October 4, 2011

Audition Blog Tour! Guest Post by Stasia Ward

As a fan of YA Bliss, I am thrilled to be stopping by on my AUDITION blog tour. Since Sabrina is a fan of dystopian fiction--and hosts her own YA Historical Fiction Challenge--I thought I'd talk about the concept of CHALLENGE in YA literature.

Put simply, a challenge is a summons to engage in a test of skill or talent. Challenges, large and small, fill our lives. It's a challenge for me to get up at 5 AM every morning--this, by the way, is the result of a "summons" from my early-bird five-year-old. It's another kind of challenge to write a novel. In a way, life can be viewed as a stream of challenges.

As a reader, I like to reflect on the trials main characters face. In dystopian fiction like Suzanne Collins' (awesome) THE HUNGER GAMES, the challenges for Katniss are literal life-and-death. In Stephanie Perkins' (equally fantastic) contemporary tale, ANNA & THE FRENCH KISS, Anna's challenge is to take risks for love. Within each of these novels, one could list myriad smaller hurdles each protagonist must vault.

As a writer, I have learned that one way to frame a challenge is to set your character in a new environment. For Katniss, it's the terrifying Arena. For Anna, it’s Paris, and while she struggles, readers wallow in the gorgeously described city of light. Though I write realistic fiction, my environment in AUDITION is the somewhat rarefied world of ballet.

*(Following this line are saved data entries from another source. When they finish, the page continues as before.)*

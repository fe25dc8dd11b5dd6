use chrono::{DateTime, TimeZone, Utc};
use std::collections::{HashMap, VecDeque};
use std::io::Read;
use std::path::{Path, PathBuf};
use std::sync::{PoisonError, RwLock};

use super::{feed_key, resample, CandleStream, Feeder};
use crate::error::Error;
use crate::models::Candle;
use crate::Result;

/// Column order of headerless files
const DEFAULT_COLUMNS: [&str; 6] = ["time", "open", "close", "low", "high", "volume"];

/// One historical file for a pair
#[derive(Debug, Clone)]
pub struct PairFeed {
    pub pair: String,
    pub file: PathBuf,
    pub timeframe: String,
}

/// Historical candle source backed by CSV files
///
/// Keeps one queue per (pair, timeframe). `candles_by_limit` consumes from the front,
/// so a warmup read followed by a subscription replays each candle exactly once.
pub struct CsvFeed {
    feeds: HashMap<String, PairFeed>,
    candles: RwLock<HashMap<String, VecDeque<Candle>>>,
}

impl CsvFeed {
    /// Load every file and resample it to `target_timeframe`
    pub fn new(target_timeframe: &str, feeds: Vec<PairFeed>) -> Result<Self> {
        let mut feed = Self {
            feeds: HashMap::new(),
            candles: RwLock::new(HashMap::new()),
        };

        for pair_feed in feeds {
            let candles = load_file(&pair_feed.file, &pair_feed.pair)?;
            tracing::info!(
                pair = %pair_feed.pair,
                timeframe = %pair_feed.timeframe,
                "Loaded {} candles from {}",
                candles.len(),
                pair_feed.file.display()
            );
            feed.insert(&pair_feed.pair, &pair_feed.timeframe, candles);
            feed.resample(&pair_feed.pair, &pair_feed.timeframe, target_timeframe)?;
            feed.feeds.insert(pair_feed.pair.clone(), pair_feed);
        }

        Ok(feed)
    }

    /// Feed over candles already in memory
    pub fn from_candles(
        pair: &str,
        timeframe: &str,
        candles: Vec<Candle>,
        target_timeframe: &str,
    ) -> Result<Self> {
        let feed = Self {
            feeds: HashMap::new(),
            candles: RwLock::new(HashMap::new()),
        };
        feed.add_candles(pair, timeframe, candles, target_timeframe)?;
        Ok(feed)
    }

    /// Register in-memory candles of another pair
    pub fn add_candles(
        &self,
        pair: &str,
        timeframe: &str,
        candles: Vec<Candle>,
        target_timeframe: &str,
    ) -> Result<()> {
        self.insert(pair, timeframe, candles);
        self.resample(pair, timeframe, target_timeframe)
    }

    /// Source file registered for a pair
    pub fn pair_feed(&self, pair: &str) -> Option<&PairFeed> {
        self.feeds.get(pair)
    }

    fn insert(&self, pair: &str, timeframe: &str, candles: Vec<Candle>) {
        let mut data = self.candles.write().unwrap_or_else(PoisonError::into_inner);
        data.insert(feed_key(pair, timeframe), candles.into());
    }

    /// Derive the `target` series of a pair from its `source` series
    pub fn resample(&self, pair: &str, source: &str, target: &str) -> Result<()> {
        let mut data = self.candles.write().unwrap_or_else(PoisonError::into_inner);
        let source_candles: Vec<Candle> = data
            .get(&feed_key(pair, source))
            .map(|deque| deque.iter().cloned().collect())
            .unwrap_or_default();

        let resampled = resample::resample(&source_candles, source, target)?;
        tracing::debug!(
            pair,
            "Resampled {} {} candles into {} {} candles",
            source_candles.len(),
            source,
            resampled.len(),
            target
        );
        data.insert(feed_key(pair, target), resampled.into());
        Ok(())
    }

    /// Number of candles still queued for a feed
    pub fn len(&self, pair: &str, timeframe: &str) -> usize {
        let data = self.candles.read().unwrap_or_else(PoisonError::into_inner);
        data.get(&feed_key(pair, timeframe)).map_or(0, VecDeque::len)
    }

    pub fn is_empty(&self, pair: &str, timeframe: &str) -> bool {
        self.len(pair, timeframe) == 0
    }
}

impl Feeder for CsvFeed {
    fn last_quote(&self, pair: &str) -> Result<f64> {
        let data = self.candles.read().unwrap_or_else(PoisonError::into_inner);
        let prefix = feed_key(pair, "");

        data.iter()
            .filter(|(key, _)| key.starts_with(&prefix))
            .filter_map(|(_, candles)| candles.back())
            .max_by(|a, b| a.chronological_cmp(b))
            .map(|candle| candle.close)
            .ok_or_else(|| Error::InsufficientData(pair.to_string()))
    }

    fn candles_by_period(
        &self,
        pair: &str,
        timeframe: &str,
        start: DateTime<Utc>,
        end: DateTime<Utc>,
    ) -> Result<Vec<Candle>> {
        let data = self.candles.read().unwrap_or_else(PoisonError::into_inner);

        Ok(data
            .get(&feed_key(pair, timeframe))
            .map(|deque| {
                deque
                    .iter()
                    .filter(|c| c.time >= start && c.time <= end)
                    .cloned()
                    .collect()
            })
            .unwrap_or_default())
    }

    fn candles_by_limit(&self, pair: &str, timeframe: &str, limit: usize) -> Result<Vec<Candle>> {
        let mut data = self.candles.write().unwrap_or_else(PoisonError::into_inner);
        let queue = data.entry(feed_key(pair, timeframe)).or_default();

        if queue.len() < limit {
            return Err(Error::InsufficientData(format!(
                "{} {}: need {}, have {}",
                pair,
                timeframe,
                limit,
                queue.len()
            )));
        }

        Ok(queue.drain(..limit).collect())
    }

    fn candles_subscription(&self, pair: &str, timeframe: &str) -> CandleStream {
        let key = feed_key(pair, timeframe);
        let candles: Option<Vec<Candle>> = {
            let data = self.candles.read().unwrap_or_else(PoisonError::into_inner);
            data.get(&key).map(|deque| deque.iter().cloned().collect())
        };

        let (data_tx, err_tx, stream) = CandleStream::channel(64);
        tokio::spawn(async move {
            let Some(candles) = candles else {
                let _ = err_tx.send(Error::InsufficientData(key)).await;
                return;
            };
            for candle in candles {
                if data_tx.send(candle).await.is_err() {
                    break;
                }
            }
        });

        stream
    }
}

/// Read a candle file from disk
pub fn load_file(path: &Path, pair: &str) -> Result<Vec<Candle>> {
    let file = std::fs::File::open(path)?;
    parse_candles(file, pair)
}

/// Parse candle rows
///
/// A first row whose first field is not an integer is a header: its names map columns,
/// and columns other than time/open/close/low/high/volume become candle metadata.
/// Without a header the layout is `time,open,close,low,high,volume` with unix seconds.
pub fn parse_candles<R: Read>(reader: R, pair: &str) -> Result<Vec<Candle>> {
    let mut reader = ::csv::ReaderBuilder::new()
        .has_headers(false)
        .flexible(true)
        .trim(::csv::Trim::All)
        .from_reader(reader);

    let mut columns: HashMap<String, usize> = DEFAULT_COLUMNS
        .iter()
        .enumerate()
        .map(|(i, name)| (name.to_string(), i))
        .collect();
    let mut extra: Vec<(String, usize)> = Vec::new();
    let mut candles = Vec::new();

    for (line, record) in reader.records().enumerate() {
        let record = record?;

        if line == 0 && record.get(0).map_or(false, |f| f.parse::<i64>().is_err()) {
            for (index, name) in record.iter().enumerate() {
                let name = name.to_lowercase();
                if !DEFAULT_COLUMNS.contains(&name.as_str()) {
                    extra.push((name.clone(), index));
                }
                columns.insert(name, index);
            }
            continue;
        }

        let line = line + 1;
        let raw_time = column(&record, &columns, "time", line)?;
        let timestamp: i64 = raw_time
            .parse()
            .map_err(|_| Error::Parse(format!("line {}: invalid time '{}'", line, raw_time)))?;
        let time = Utc
            .timestamp_opt(timestamp, 0)
            .single()
            .ok_or_else(|| Error::Parse(format!("line {}: time out of range", line)))?;

        let mut candle = Candle::new(
            pair,
            time,
            number(&record, &columns, "open", line)?,
            number(&record, &columns, "high", line)?,
            number(&record, &columns, "low", line)?,
            number(&record, &columns, "close", line)?,
            number(&record, &columns, "volume", line)?,
        );
        for (name, index) in &extra {
            if let Some(raw) = record.get(*index) {
                let value = raw.parse::<f64>().map_err(|_| {
                    Error::Parse(format!("line {}: invalid {} '{}'", line, name, raw))
                })?;
                candle.metadata.insert(name.clone(), value);
            }
        }

        candles.push(candle);
    }

    Ok(candles)
}

fn column<'a>(
    record: &'a ::csv::StringRecord,
    columns: &HashMap<String, usize>,
    name: &str,
    line: usize,
) -> Result<&'a str> {
    columns
        .get(name)
        .and_then(|index| record.get(*index))
        .ok_or_else(|| Error::Parse(format!("line {}: missing column {}", line, name)))
}

fn number(
    record: &::csv::StringRecord,
    columns: &HashMap<String, usize>,
    name: &str,
    line: usize,
) -> Result<f64> {
    let raw = column(record, columns, name, line)?;
    raw.parse::<f64>()
        .map_err(|_| Error::Parse(format!("line {}: invalid {} '{}'", line, name, raw)))
}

I tried to render it in such a way that readers can delve into the unfamiliar/familiar and see the threats, the difficulties that lurk behind the mirrors and beyond the footlights.

If you’ve got a manuscript in progress, challenge is a plot fundamental. Authors are advised to develop "elevator pitches" for books. These are quick summaries for agents (who, supposedly, aspiring writers meet willy-nilly in elevators across the globe!). Here’s the short form: "Protagonist A wants B (the challenge) but does/learns/realizes C en route to D (the outcome of the novel).” Drafting an elevator pitch is a good test to see if you’ve got a strong plot thread.

In AUDITION, Sara observes that every day seems like an audition to her—every day is a challenge. As a word nerd, I could go on and on about challenge in story structure, as life metaphor, as…you get it. But, I'll wrap up here by saying that I underestimated the challenge (and general scariness) of being a debut novelist but I hope that I will survive, pen in hand, to write another day!

Thanks for reading and good luck with all the challenges (literary and otherwise) that you face today!

For more about reading, writing, and the journey to publication, visit Stasia's Blog. Or catch her live at bookstores on the book tour!

Don't forget to enter the Blog Tour Giveaway!


  1. This is awesome. I don't think I'd ever stopped to actually think about what helps drive a story - a good story - and it is challenge, and seeing how the character(s) react and respond. And yeah, I'm sure it's a HUGE challenge to then turn around and write :o)

    Very much looking forward to reading Audition!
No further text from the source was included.